== Data to use

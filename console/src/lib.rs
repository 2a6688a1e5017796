//! # Coinvault Admin Console - Library Root
//!
//! Client for the platform's admin API plus the page controllers an operator
//! console is built from. The `admin-console` binary (`main.rs`) is a thin
//! command line front end over this crate.
//!
//! ## Architecture
//!
//! ### Technology Stack
//!
//! ```text
//! ┌────────────────────────────────────────────────────────┐
//! │              admin-console (this crate)                │
//! ├────────────────────────────────────────────────────────┤
//! │  Tokio         - Async runtime                         │
//! │  Reqwest       - HTTP client                           │
//! │  parking_lot   - Page state locks                      │
//! │  async-channel - Notifications to the front end        │
//! │  tracing       - Structured logging                    │
//! │  clap          - Command line front end                │
//! └────────────────────────────────────────────────────────┘
//!          │
//!          │ HTTP + Bearer token
//!          ▼
//! ┌─────────────────────────┐
//! │  Backend API `/admin/*` │
//! └─────────────────────────┘
//! ```
//!
//! ## Module Structure
//!
//! - **app**: Page controllers and the [`app::App`] orchestrator
//!   - `list`: generic paginated list controller
//!   - `pages`: users, KYC, documents, deposits, withdrawals, transactions, audit logs
//!   - `settings`, `dashboard`, `auth`: the remaining pages
//!   - `registry`: cache invalidation keys shared between pages
//!   - `notifications`: success/error toasts as a channel
//!
//! - **services**: External integrations
//!   - `api`: Admin HTTP client, one submodule per endpoint group
//!   - `session`: Token and profile persistence
//!
//! - **core**: [`core::AdminApi`] service trait and [`core::AppError`]
//! - **config**: Environment-driven [`config::ConsoleConfig`]
//! - **telemetry**: `tracing` subscriber setup for the binary
//! - **utils**: Input validation
//!
//! ### Module Dependency Graph
//!
//! ```text
//! main.rs
//!   │
//!   ├── config, telemetry
//!   │
//!   └── app (controllers, state, notifications)
//!       └── core::AdminApi
//!           └── services::api::ApiClient
//!               └── services::session (file or memory)
//! ```
//!
//! ## Core Concepts
//!
//! ### State Management
//!
//! Each controller keeps its render state in `Arc<RwLock<State>>`. Locks are
//! taken briefly and never held across an `.await`.
//!
//! ### Testing
//!
//! Controllers depend on `dyn AdminApi`, so unit tests run against an
//! in-memory fake. The HTTP client is tested against `mockito`.

pub mod app;
pub mod config;
pub mod core;
pub mod services;
pub mod telemetry;
pub mod utils;
//! # Dashboard Controller

use std::sync::Arc;

use parking_lot::{Mutex, RwLock};
use shared::DashboardStats;

use super::notifications::Notifier;
use super::registry::{QueryRegistry, Resource};
use crate::core::service::AdminApi;

#[derive(Debug, Clone, Default, PartialEq)]
pub struct DashboardState {
    /// `None` until the first successful load
    pub stats: Option<DashboardStats>,
    pub loading: bool,
}

pub struct DashboardController {
    api: Arc<dyn AdminApi>,
    state: Arc<RwLock<DashboardState>>,
    loaded_generation: Mutex<Option<u64>>,
    registry: QueryRegistry,
    notifier: Notifier,
}

impl DashboardController {
    pub fn new(api: Arc<dyn AdminApi>, registry: QueryRegistry, notifier: Notifier) -> Self {
        Self {
            api,
            state: Arc::new(RwLock::new(DashboardState::default())),
            loaded_generation: Mutex::new(None),
            registry,
            notifier,
        }
    }

    pub fn state(&self) -> Arc<RwLock<DashboardState>> {
        self.state.clone()
    }

    pub fn snapshot(&self) -> DashboardState {
        self.state.read().clone()
    }

    pub fn is_stale(&self) -> bool {
        *self.loaded_generation.lock() != Some(self.registry.generation(Resource::Dashboard))
    }

    pub async fn mount(&self) {
        self.refresh().await;
    }

    pub async fn refresh(&self) {
        let generation = self.registry.generation(Resource::Dashboard);
        self.state.write().loading = true;

        match self.api.get_dashboard_stats().await {
            Ok(stats) => {
                tracing::debug!(pending = stats.pending_total(), "Dashboard loaded");
                let mut state = self.state.write();
                state.stats = Some(stats);
                state.loading = false;
                drop(state);
                *self.loaded_generation.lock() = Some(generation);
            }
            Err(e) => {
                tracing::warn!(error = %e, "Dashboard fetch failed");
                self.state.write().loading = false;
                self.notifier.error(e.user_message("Failed to fetch dashboard stats"));
            }
        }
    }
}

====

Problem details: Using the records above, report each line that contains the word "pages" by copying it.

Exercise response:
//!   - `pages`: users, KYC, documents, deposits, withdrawals, transactions, audit logs
//!   - `settings`, `dashboard`, `auth`: the remaining pages
//!   - `registry`: cache invalidation keys shared between pages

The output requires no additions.